BINGOS SÃO CONDENADOS A PAGAR R$ 50 MIL POR DANOS MORAIS COLETIVOS

BINGOS SÃO CONDENADOS A PAGAR R$ 50 MIL POR DANOS MORAIS COLETIVOS

TRF3 julgou recurso da União em ação civil pública

Duas empresas que desenvolviam atividade de bingo no estado de São Paulo foram condenadas a pagar indenização de R$ 50 mil por danos morais coletivos. A decisão é da 6ª Turma do Tribunal Regional Federal da 3ª Região (TRF3), que julgou recurso interposto contra sentença em ação civil pública ajuizada pela União e pelo Ministério Público Federal (MPF).

Em primeira instância, a sentença já havia determinado a interdição dos jogos de bingo e máquinas caça-níqueis, mas havia julgado improcedente o pedido de indenização por dano moral pelos danos impostos à sociedade e aos consumidores em razão da exploração ilegal dos chamados jogos de azar. As empresas também foram proibidas de desenvolver atividades de bingo sob pena de pagamento de multa diária de R$ 100 mil.

Na decisão, o relator, desembargador federal Johonsom di Salvo, ressaltou que qualquer controvérsia a respeito da ilegalidade da atividade foi suprimida com a edição da Súmula Vinculante nº 2, do Supremo Tribunal Federal, que diz que “é inconstitucional a lei ou ato normativo estadual ou distrital que disponha sobre sistemas de consórcios e sorteios, inclusive bingos e loterias”.

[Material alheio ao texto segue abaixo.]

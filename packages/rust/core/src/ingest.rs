//! Content ingestion: chunk, embed, persist.
//!
//! Ingestion is idempotent per (corridor, URL): a URL that already has
//! stored chunks is skipped entirely, so concurrent ingestion of the same
//! document is safe to attempt twice. Multi-chunk documents store each
//! chunk under a `#chunk-N` URL suffix with a `(i/n)` title suffix.

use chrono::{Duration, Utc};
use tracing::{debug, warn};
use waymark_shared::{ChunkId, ContentChunk, CorridorId, Result, SourceDocument};
use waymark_storage::Storage;

use crate::chunk::{MAX_CHUNK_CHARS, MIN_CHUNK_CHARS, split_text};
use crate::provider::EmbeddingProvider;

/// What happened to one document offered for ingestion.
#[derive(Debug, Clone, PartialEq, Eq)]
pub enum IngestOutcome {
    /// Stored as this many chunks.
    Stored { chunks: usize },
    /// The URL already has content in this corridor; nothing was written.
    AlreadyExists,
    /// Nothing survived chunking (too short / empty).
    NoUsableContent,
}

/// Ingest one researched document for a corridor.
///
/// Embedding failures do not lose the content: chunks are stored without
/// vectors and picked up later by [`backfill_embeddings`].
pub async fn ingest_document<E: EmbeddingProvider>(
    storage: &Storage,
    embedder: &E,
    corridor_id: CorridorId,
    doc: &SourceDocument,
    retention_days: u32,
) -> Result<IngestOutcome> {
    if storage.has_url(corridor_id, &doc.url).await? {
        debug!(url = %doc.url, "content already ingested, skipping");
        return Ok(IngestOutcome::AlreadyExists);
    }

    let bodies = split_text(&doc.text, MAX_CHUNK_CHARS, MIN_CHUNK_CHARS);
    if bodies.is_empty() {
        debug!(url = %doc.url, "no usable chunks after splitting");
        return Ok(IngestOutcome::NoUsableContent);
    }

    let embeddings = match embedder.embed_documents(&bodies).await {
        Ok(vectors) if vectors.len() == bodies.len() => vectors.into_iter().map(Some).collect(),
        Ok(vectors) => {
            warn!(
                url = %doc.url,
                expected = bodies.len(),
                got = vectors.len(),
                "embedding count mismatch, storing without vectors"
            );
            vec![None; bodies.len()]
        }
        Err(err) => {
            warn!(url = %doc.url, error = %err, "embedding failed, storing without vectors");
            vec![None; bodies.len()]
        }
    };

    let now = Utc::now();
    let expires_at = now + Duration::days(retention_days as i64);
    let total = bodies.len();

    for (i, (body, embedding)) in bodies.into_iter().zip(embeddings).enumerate() {
        let (url, title) = if total > 1 {
            (
                format!("{}#chunk-{i}", doc.url),
                format!("{} ({}/{})", doc.title, i + 1, total),
            )
        } else {
            (doc.url.clone(), doc.title.clone())
        };

        storage
            .insert_chunk(&ContentChunk {
                id: ChunkId::new(),
                corridor_id,
                url,
                title,
                body,
                source: doc.source,
                embedding,
                metadata: doc.metadata.clone(),
                scraped_at: now,
                expires_at,
            })
            .await?;
    }

    debug!(url = %doc.url, chunks = total, "content ingested");
    Ok(IngestOutcome::Stored { chunks: total })
}

/// Embed any chunks stored without vectors. Returns how many were updated;
/// individual failures are logged and skipped.
pub async fn backfill_embeddings<E: EmbeddingProvider>(
    storage: &Storage,
    embedder: &E,
    corridor_id: CorridorId,
) -> Result<usize> {
    let missing = storage.chunks_missing_embedding(corridor_id).await?;
    let mut updated = 0;

    for chunk in missing {
        match embedder.embed_documents(std::slice::from_ref(&chunk.body)).await {
            Ok(vectors) if !vectors.is_empty() => {
                storage.update_embedding(chunk.id, &vectors[0]).await?;
                updated += 1;
            }
            Ok(_) => warn!(chunk = %chunk.id, "embedding provider returned nothing"),
            Err(err) => warn!(chunk = %chunk.id, error = %err, "embedding backfill failed"),
        }
    }
    Ok(updated)
}

#[cfg(test)]
mod tests {
    use super::*;
    use crate::testing::{FailingEmbedding, ToyEmbedding, sample_document, test_storage};

    #[tokio::test]
    async fn ingesting_twice_is_a_noop() {
        let storage = test_storage().await;
        let corridor = storage.create_corridor("NG", "DE").await.unwrap();
        let embedder = ToyEmbedding;
        let doc = sample_document(
            "https://example.com/guide",
            "Register your address within two weeks of arrival, then open a bank account.",
        );

        let first = ingest_document(&storage, &embedder, corridor.id, &doc, 30)
            .await
            .expect("first ingest");
        assert_eq!(first, IngestOutcome::Stored { chunks: 1 });

        let second = ingest_document(&storage, &embedder, corridor.id, &doc, 30)
            .await
            .expect("second ingest");
        assert_eq!(second, IngestOutcome::AlreadyExists);

        let stored = storage.content_by_corridor(corridor.id).await.unwrap();
        assert_eq!(stored.len(), 1);
    }

    #[tokio::test]
    async fn multi_chunk_documents_get_suffixed_urls() {
        let storage = test_storage().await;
        let corridor = storage.create_corridor("NG", "DE").await.unwrap();
        let embedder = ToyEmbedding;

        let long_body = "A sentence about German visas and registration rules. ".repeat(80);
        let doc = sample_document("https://example.com/long-guide", &long_body);

        let outcome = ingest_document(&storage, &embedder, corridor.id, &doc, 30)
            .await
            .expect("ingest");
        let IngestOutcome::Stored { chunks } = outcome else {
            panic!("expected stored outcome, got {outcome:?}");
        };
        assert!(chunks > 1);

        let stored = storage.content_by_corridor(corridor.id).await.unwrap();
        assert_eq!(stored.len(), chunks);
        assert!(stored.iter().all(|c| c.url.contains("#chunk-")));
        assert!(stored.iter().all(|c| c.embedding.is_some()));

        // Re-ingesting the suffixed set is still a no-op.
        let again = ingest_document(&storage, &embedder, corridor.id, &doc, 30)
            .await
            .unwrap();
        assert_eq!(again, IngestOutcome::AlreadyExists);
    }

    #[tokio::test]
    async fn tiny_content_is_rejected_as_noise() {
        let storage = test_storage().await;
        let corridor = storage.create_corridor("NG", "DE").await.unwrap();
        let doc = sample_document("https://example.com/stub", "Too short.");

        let outcome = ingest_document(&storage, &ToyEmbedding, corridor.id, &doc, 30)
            .await
            .unwrap();
        assert_eq!(outcome, IngestOutcome::NoUsableContent);
    }

    #[tokio::test]
    async fn embedding_failure_stores_content_for_backfill() {
        let storage = test_storage().await;
        let corridor = storage.create_corridor("NG", "DE").await.unwrap();
        let doc = sample_document(
            "https://example.com/guide",
            "Register your address within two weeks of arrival, then open a bank account.",
        );

        let outcome = ingest_document(&storage, &FailingEmbedding, corridor.id, &doc, 30)
            .await
            .expect("ingest survives embedding failure");
        assert_eq!(outcome, IngestOutcome::Stored { chunks: 1 });

        let stored = storage.content_by_corridor(corridor.id).await.unwrap();
        assert!(stored[0].embedding.is_none());

        let updated = backfill_embeddings(&storage, &ToyEmbedding, corridor.id)
            .await
            .expect("backfill");
        assert_eq!(updated, 1);
        let stored = storage.content_by_corridor(corridor.id).await.unwrap();
        assert!(stored[0].embedding.is_some());
    }
}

Para o magistrado, não há dúvida da imoralidade na promoção de jogos de azar com o intuito de lucro, citando o jurista Rui Barbosa: “O que menos se perde é o dinheiro; no jogo, o homem vai perdendo aos poucos a energia, a fé, o juízo, a nobreza, a honra, a temperança e a caridade”.

“Vê-se o despudor daqueles que, à míngua de qualquer legitimação legal ou autorização de outra espécie, promoveram a prática comercial de jogos de azar que contaminou os bons costumes e ultrajou a coletividade do Estado de São Paulo”, disse o relator.

As rés pagarão ao Fundo de Defesa dos Direitos Difusos, solidariamente, o valor de R$ 50 mil, atualizado monetariamente, e acrescido de juros desde 1/1/2003, data em que não mais persistia o direito de exploração do jogo de azar.

No TRF3, a ação recebeu o número 0015673-08.2004.4.03.6100.